Hypothesis: Subpulmonary ventricle retraining with intermittent systolic overload could minimize the inadequacy of conventional pulmonary artery banding and promote better LV function under pharmacologic stress testing.
Methods: Nineteen young goats were divided into 3 groups: Sham (n=7; no systolic pressure overload), Continuous (n=6; systolic overload maintained for 96 hours) and Intermittent (n=6; 4 periods of 12-hour systolic overload, paired with a 12-hour resting period). Echocardiographic and hemodynamic evaluations were performed every day. Myocardial performance index and ejection fraction were evaluated at rest and during dobutamine stress. The animals were then killed for morphologic evaluation.

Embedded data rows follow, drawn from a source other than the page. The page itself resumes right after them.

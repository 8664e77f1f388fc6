#![forbid(unsafe_code)]

use crate::server::{ApiResponse, api_error, forbidden, internal_error};
use om_core::roles::UserRole;
use om_storage::{SqliteStore, UserRow};
use rand::Rng as _;
use sha2::{Digest, Sha256};

pub(crate) const SESSION_TTL_MS: i64 = 24 * 60 * 60 * 1000;

const HASH_ROUNDS: usize = 10_000;

/// Stored shape is `{salt_hex}${digest_hex}` where the digest is an
/// iterated SHA-256 over `salt_hex || password`.
pub(crate) fn hash_password(password: &str) -> String {
    let mut rng = rand::rng();
    let mut salt = [0u8; 16];
    for byte in salt.iter_mut() {
        *byte = rng.random::<u8>();
    }
    let salt_hex = hex_string(&salt);
    let digest = digest_hex(&salt_hex, password);
    format!("{salt_hex}${digest}")
}

pub(crate) fn verify_password(password: &str, stored: &str) -> bool {
    let Some((salt_hex, digest)) = stored.split_once('$') else {
        return false;
    };
    digest_hex(salt_hex, password) == digest
}

fn digest_hex(salt_hex: &str, password: &str) -> String {
    let mut hasher = Sha256::new();
    hasher.update(salt_hex.as_bytes());
    hasher.update(password.as_bytes());
    let mut digest = hasher.finalize();
    for _ in 1..HASH_ROUNDS {
        let mut hasher = Sha256::new();
        hasher.update(digest);
        digest = hasher.finalize();
    }
    hex_string(&digest)
}

fn hex_string(bytes: &[u8]) -> String {
    use std::fmt::Write as _;
    let mut out = String::with_capacity(bytes.len() * 2);
    for byte in bytes {
        let _ = write!(out, "{byte:02x}");
    }
    out
}

/// Opaque 32-byte bearer token, hex encoded.
pub(crate) fn new_session_token() -> String {
    let mut rng = rand::rng();
    let mut bytes = [0u8; 32];
    for byte in bytes.iter_mut() {
        *byte = rng.random::<u8>();
    }
    hex_string(&bytes)
}

/// 8-character starter password handed out when a director creates a
/// consultant account. Ambiguous glyphs (0/O, 1/l/I) are left out.
pub(crate) fn temp_password() -> String {
    const CHARSET: &[u8] = b"abcdefghjkmnpqrstuvwxyzABCDEFGHJKMNPQRSTUVWXYZ23456789";
    let mut rng = rand::rng();
    (0..8)
        .map(|_| CHARSET[rng.random_range(0..CHARSET.len())] as char)
        .collect()
}

pub(crate) fn authenticate(
    store: &mut SqliteStore,
    bearer: Option<&str>,
) -> Result<UserRow, ApiResponse> {
    let token = bearer.map(str::trim).filter(|token| !token.is_empty());
    let Some(token) = token else {
        return Err(unauthenticated());
    };
    let user = store.session_user(token).map_err(internal_error)?;
    let Some(user) = user else {
        return Err(unauthenticated());
    };
    if !user.is_active {
        return Err(forbidden("Compte désactivé"));
    }
    Ok(user)
}

pub(crate) fn unauthenticated() -> ApiResponse {
    api_error(
        "401 Unauthorized",
        "UNAUTHENTICATED",
        "Authentification requise",
        Some("Connectez-vous via POST /api/auth/login."),
    )
}

pub(crate) fn is_director(user: &UserRow) -> bool {
    UserRole::parse(&user.role) == Some(UserRole::Directeur)
}

pub(crate) fn require_director(user: &UserRow) -> Result<(), ApiResponse> {
    if is_director(user) {
        Ok(())
    } else {
        Err(forbidden("Permissions insuffisantes"))
    }
}

pub(crate) fn require_role(user: &UserRow, required: UserRole) -> Result<(), ApiResponse> {
    let role = UserRole::parse(&user.role).unwrap_or(UserRole::Client);
    if role.at_least(required) {
        Ok(())
    } else {
        Err(forbidden("Permissions insuffisantes"))
    }
}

Results: Systolic overload area of Intermittent group, measured by RV to PA pressure gradient over time, was significantly smaller than Continuous group (p<0.05). Nevertheless, both groups had increased RV and septal masses, as compared to Sham (p<0.0002). Echocardiography revealed a major increase in the RV wall thickness of the Intermittent group (+64.8% ± 23.37%), when compared to Continuous group (+43.9% ± 19.26%; p=0.015). RV dilation and dysfunction was observed in both study groups after starting systolic overload (p<0.002). However, only Continuous group remained with significant RV dilation throughout the protocol (p <0.006). Intermittent group presented a significantly better myocardial performance index at the end of protocol, under resting and dobutamine infusion, when compared to Continuous group (p<0.012).
Conclusions: Both systolic overload protocols have induced a rapid RV hypertrophy. However, only Intermittent group had a better preservation of RV function, at the end of the protocol, both at rest and under dobutamine infusion. This study suggests that intermittent systolic overload may favorably affect the results for 2-stage Jatene operation.
- © 2011 by American Heart Association, Inc.